Your task is to extract every line from the material below exactly.

[GIVEN RECORDS Boundary: Start]

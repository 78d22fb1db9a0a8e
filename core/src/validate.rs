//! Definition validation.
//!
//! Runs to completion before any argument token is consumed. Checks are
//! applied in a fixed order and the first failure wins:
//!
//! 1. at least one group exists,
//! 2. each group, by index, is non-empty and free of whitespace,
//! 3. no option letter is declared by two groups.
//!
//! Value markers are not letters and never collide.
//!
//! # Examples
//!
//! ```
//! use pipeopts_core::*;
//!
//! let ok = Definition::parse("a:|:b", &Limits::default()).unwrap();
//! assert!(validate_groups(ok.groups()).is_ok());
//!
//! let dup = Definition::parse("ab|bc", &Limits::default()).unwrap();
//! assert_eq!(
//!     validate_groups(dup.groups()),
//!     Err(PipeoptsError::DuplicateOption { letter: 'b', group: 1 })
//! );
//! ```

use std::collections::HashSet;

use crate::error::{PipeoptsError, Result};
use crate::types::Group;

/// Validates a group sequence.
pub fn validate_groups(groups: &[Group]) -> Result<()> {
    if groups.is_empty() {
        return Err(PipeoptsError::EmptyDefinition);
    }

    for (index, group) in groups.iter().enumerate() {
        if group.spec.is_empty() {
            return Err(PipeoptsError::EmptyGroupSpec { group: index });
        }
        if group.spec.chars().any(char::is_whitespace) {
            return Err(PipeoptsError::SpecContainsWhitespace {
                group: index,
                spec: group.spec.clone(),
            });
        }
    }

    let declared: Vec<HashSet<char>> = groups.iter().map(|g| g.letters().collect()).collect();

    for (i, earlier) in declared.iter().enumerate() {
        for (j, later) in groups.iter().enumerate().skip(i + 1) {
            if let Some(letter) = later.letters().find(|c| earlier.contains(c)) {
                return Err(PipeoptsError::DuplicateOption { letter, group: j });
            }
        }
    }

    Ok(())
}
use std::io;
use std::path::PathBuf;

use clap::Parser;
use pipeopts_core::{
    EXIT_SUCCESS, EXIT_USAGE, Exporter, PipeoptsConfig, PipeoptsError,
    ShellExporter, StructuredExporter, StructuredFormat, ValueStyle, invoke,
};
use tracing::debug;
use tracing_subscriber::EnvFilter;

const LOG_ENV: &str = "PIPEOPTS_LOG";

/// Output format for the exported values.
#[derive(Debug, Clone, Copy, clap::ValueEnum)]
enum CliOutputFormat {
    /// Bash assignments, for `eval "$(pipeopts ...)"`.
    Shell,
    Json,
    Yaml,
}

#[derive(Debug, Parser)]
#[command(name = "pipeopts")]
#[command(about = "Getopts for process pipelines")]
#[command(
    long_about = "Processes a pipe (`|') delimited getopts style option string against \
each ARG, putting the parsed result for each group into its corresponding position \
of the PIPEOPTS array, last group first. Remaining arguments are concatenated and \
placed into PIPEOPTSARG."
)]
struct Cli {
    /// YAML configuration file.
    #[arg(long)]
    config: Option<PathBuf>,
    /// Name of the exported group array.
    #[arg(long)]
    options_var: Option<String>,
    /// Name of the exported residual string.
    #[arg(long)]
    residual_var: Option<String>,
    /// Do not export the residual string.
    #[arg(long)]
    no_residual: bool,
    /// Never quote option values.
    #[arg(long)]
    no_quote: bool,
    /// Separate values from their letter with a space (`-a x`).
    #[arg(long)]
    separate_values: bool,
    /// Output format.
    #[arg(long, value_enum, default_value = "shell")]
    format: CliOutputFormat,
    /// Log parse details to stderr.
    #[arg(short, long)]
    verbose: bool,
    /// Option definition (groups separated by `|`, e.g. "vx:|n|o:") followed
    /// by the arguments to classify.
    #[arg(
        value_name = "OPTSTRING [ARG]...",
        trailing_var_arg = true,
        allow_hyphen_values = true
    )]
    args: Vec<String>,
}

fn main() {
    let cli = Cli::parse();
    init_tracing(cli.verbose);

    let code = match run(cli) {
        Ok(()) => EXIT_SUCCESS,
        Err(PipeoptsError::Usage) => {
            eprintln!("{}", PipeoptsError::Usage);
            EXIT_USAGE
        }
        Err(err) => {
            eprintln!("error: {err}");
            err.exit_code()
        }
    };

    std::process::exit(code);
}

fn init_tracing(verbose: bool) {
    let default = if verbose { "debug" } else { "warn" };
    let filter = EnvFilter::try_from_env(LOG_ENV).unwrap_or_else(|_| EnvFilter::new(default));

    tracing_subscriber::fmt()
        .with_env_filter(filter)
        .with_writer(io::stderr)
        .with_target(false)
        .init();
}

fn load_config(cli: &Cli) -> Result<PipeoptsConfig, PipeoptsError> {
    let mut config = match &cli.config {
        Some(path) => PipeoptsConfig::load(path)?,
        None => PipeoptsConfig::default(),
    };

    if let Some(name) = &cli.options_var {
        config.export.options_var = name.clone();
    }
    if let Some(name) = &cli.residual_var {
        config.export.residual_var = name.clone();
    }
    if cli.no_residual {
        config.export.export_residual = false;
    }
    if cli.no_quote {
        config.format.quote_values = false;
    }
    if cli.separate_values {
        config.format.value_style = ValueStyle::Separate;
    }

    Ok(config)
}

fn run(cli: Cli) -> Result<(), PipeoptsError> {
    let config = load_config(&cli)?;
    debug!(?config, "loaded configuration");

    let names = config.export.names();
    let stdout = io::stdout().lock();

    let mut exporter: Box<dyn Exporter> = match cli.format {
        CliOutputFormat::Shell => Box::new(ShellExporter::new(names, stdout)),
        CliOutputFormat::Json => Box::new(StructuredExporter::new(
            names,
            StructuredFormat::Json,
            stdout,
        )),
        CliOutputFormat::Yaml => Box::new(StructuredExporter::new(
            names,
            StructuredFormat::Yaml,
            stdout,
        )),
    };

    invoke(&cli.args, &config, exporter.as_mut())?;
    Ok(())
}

[GIVEN RECORDS Boundary: End]

» **PROBLEM SOLUTION**
repository 78d22fb1db9a0a8e
filename core/src/validate.rs
//! Definition validation.
//!
//! Runs to completion before any argument token is consumed. Checks are
//! applied in a fixed order and the first failure wins:
//!
//! 1. at least one group exists,
//! 2. each group, by index, is non-empty and free of whitespace,
//! 3. no option letter is declared by two groups.
//!
//! Value markers are not letters and never collide.
//!
//! # Examples
//!
//! ```
//! use pipeopts_core::*;
//!
//! let ok = Definition::parse("a:|:b", &Limits::default()).unwrap();
//! assert!(validate_groups(ok.groups()).is_ok());
//!
//! let dup = Definition::parse("ab|bc", &Limits::default()).unwrap();
//! assert_eq!(
//!     validate_groups(dup.groups()),
//!     Err(PipeoptsError::DuplicateOption { letter: 'b', group: 1 })
//! );
//! ```

use std::collections::HashSet;

use crate::error::{PipeoptsError, Result};
use crate::types::Group;

/// Validates a group sequence.
pub fn validate_groups(groups: &[Group]) -> Result<()> {
    if groups.is_empty() {
        return Err(PipeoptsError::EmptyDefinition);
    }

    for (index, group) in groups.iter().enumerate() {
        if group.spec.is_empty() {
            return Err(PipeoptsError::EmptyGroupSpec { group: index });
        }
        if group.spec.chars().any(char::is_whitespace) {
            return Err(PipeoptsError::SpecContainsWhitespace {
                group: index,
                spec: group.spec.clone(),
            });
        }
    }

    let declared: Vec<HashSet<char>> = groups.iter().map(|g| g.letters().collect()).collect();

    for (i, earlier) in declared.iter().enumerate() {
        for (j, later) in groups.iter().enumerate().skip(i + 1) {
            if let Some(letter) = later.letters().find(|c| earlier.contains(c)) {
                return Err(PipeoptsError::DuplicateOption { letter, group: j });
            }
        }
    }

    Ok(())
}
use std::io;
use std::path::PathBuf;

use clap::Parser;
use pipeopts_core::{
    EXIT_SUCCESS, EXIT_USAGE, Exporter, PipeoptsConfig, PipeoptsError,
    ShellExporter, StructuredExporter, StructuredFormat, ValueStyle, invoke,
};
use tracing::debug;
use tracing_subscriber::EnvFilter;

const LOG_ENV: &str = "PIPEOPTS_LOG";

/// Output format for the exported values.
#[derive(Debug, Clone, Copy, clap::ValueEnum)]
enum CliOutputFormat {
    /// Bash assignments, for `eval "$(pipeopts ...)"`.
    Shell,
    Json,
    Yaml,
}

#[derive(Debug, Parser)]
#[command(name = "pipeopts")]
#[command(about = "Getopts for process pipelines")]
#[command(
    long_about = "Processes a pipe (`|') delimited getopts style option string against \
each ARG, putting the parsed result for each group into its corresponding position \
of the PIPEOPTS array, last group first. Remaining arguments are concatenated and \
placed into PIPEOPTSARG."
)]
struct Cli {
    /// YAML configuration file.
    #[arg(long)]
    config: Option<PathBuf>,
    /// Name of the exported group array.
    #[arg(long)]
    options_var: Option<String>,
    /// Name of the exported residual string.
    #[arg(long)]
    residual_var: Option<String>,
    /// Do not export the residual string.
    #[arg(long)]
    no_residual: bool,
    /// Never quote option values.
    #[arg(long)]
    no_quote: bool,
    /// Separate values from their letter with a space (`-a x`).
    #[arg(long)]
    separate_values: bool,
    /// Output format.
    #[arg(long, value_enum, default_value = "shell")]
    format: CliOutputFormat,
    /// Log parse details to stderr.
    #[arg(short, long)]
    verbose: bool,
    /// Option definition (groups separated by `|`, e.g. "vx:|n|o:") followed
    /// by the arguments to classify.
    #[arg(
        value_name = "OPTSTRING [ARG]...",
        trailing_var_arg = true,
        allow_hyphen_values = true
    )]
    args: Vec<String>,
}

fn main() {
    let cli = Cli::parse();
    init_tracing(cli.verbose);

    let code = match run(cli) {
        Ok(()) => EXIT_SUCCESS,
        Err(PipeoptsError::Usage) => {
            eprintln!("{}", PipeoptsError::Usage);
            EXIT_USAGE
        }
        Err(err) => {
            eprintln!("error: {err}");
            err.exit_code()
        }
    };

    std::process::exit(code);
}

fn init_tracing(verbose: bool) {
    let default = if verbose { "debug" } else { "warn" };
    let filter = EnvFilter::try_from_env(LOG_ENV).unwrap_or_else(|_| EnvFilter::new(default));

    tracing_subscriber::fmt()
        .with_env_filter(filter)
        .with_writer(io::stderr)
        .with_target(false)
        .init();
}

fn load_config(cli: &Cli) -> Result<PipeoptsConfig, PipeoptsError> {
    let mut config = match &cli.config {
        Some(path) => PipeoptsConfig::load(path)?,
        None => PipeoptsConfig::default(),
    };

    if let Some(name) = &cli.options_var {
        config.export.options_var = name.clone();
    }
    if let Some(name) = &cli.residual_var {
        config.export.residual_var = name.clone();
    }
    if cli.no_residual {
        config.export.export_residual = false;
    }
    if cli.no_quote {
        config.format.quote_values = false;
    }
    if cli.separate_values {
        config.format.value_style = ValueStyle::Separate;
    }

    Ok(config)
}

fn run(cli: Cli) -> Result<(), PipeoptsError> {
    let config = load_config(&cli)?;
    debug!(?config, "loaded configuration");

    let names = config.export.names();
    let stdout = io::stdout().lock();

    let mut exporter: Box<dyn Exporter> = match cli.format {
        CliOutputFormat::Shell => Box::new(ShellExporter::new(names, stdout)),
        CliOutputFormat::Json => Box::new(StructuredExporter::new(
            names,
            StructuredFormat::Json,
            stdout,
        )),
        CliOutputFormat::Yaml => Box::new(StructuredExporter::new(
            names,
            StructuredFormat::Yaml,
            stdout,
        )),
    };

    invoke(&cli.args, &config, exporter.as_mut())?;
    Ok(())
}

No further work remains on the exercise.